• Task prompt
The range starts at the line containing "block by id." and ends at the last line of the records below. Reproduce those lines exactly.

BEGIN Source material

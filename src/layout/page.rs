//! Extracted document tree.

use super::text_block::{BlockId, TextBlock};
use crate::background::Background;

/// One page of the extracted tree.
///
/// Coordinates of everything on the page are in points with a top-left
/// origin relative to the MediaBox.
#[derive(Debug, Clone)]
pub struct Page {
    /// Zero-based page index
    pub index: usize,
    /// Page width in points
    pub width: f32,
    /// Page height in points
    pub height: f32,
    /// Page rotation in degrees
    pub rotation: i64,
    /// Text blocks in reading order
    pub blocks: Vec<TextBlock>,
    /// Original page with non-image text erased, once synthesized
    pub background: Option<Background>,
}

impl Page {
    /// Blocks that are erased and replaced (not inside an image).
    pub fn replaceable_blocks(&self) -> impl Iterator<Item = &TextBlock> {
        self.blocks.iter().filter(|b| !b.is_in_image)
    }
}

/// The extracted document.
#[derive(Debug, Clone, Default)]
pub struct Document {
    /// Pages in order
    pub pages: Vec<Page>,
}

impl Document {
    /// Number of pages.
    pub fn page_count(&self) -> usize {
        self.pages.len()
    }

    /// All blocks in page order.
    pub fn blocks(&self) -> impl Iterator<Item = &TextBlock> {
        self.pages.iter().flat_map(|p| p.blocks.iter())
    }

    /// Look up a block by id.
    pub fn block(&self, id: BlockId) -> Option<&TextBlock> {
        self.pages
            .get(id.page_index)
            .and_then(|p| p.blocks.get(id.block_index))
    }
}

END Source material

• Exercise solution
    /// Look up a block by id.
    pub fn block(&self, id: BlockId) -> Option<&TextBlock> {
        self.pages
            .get(id.page_index)
            .and_then(|p| p.blocks.get(id.block_index))
    }
}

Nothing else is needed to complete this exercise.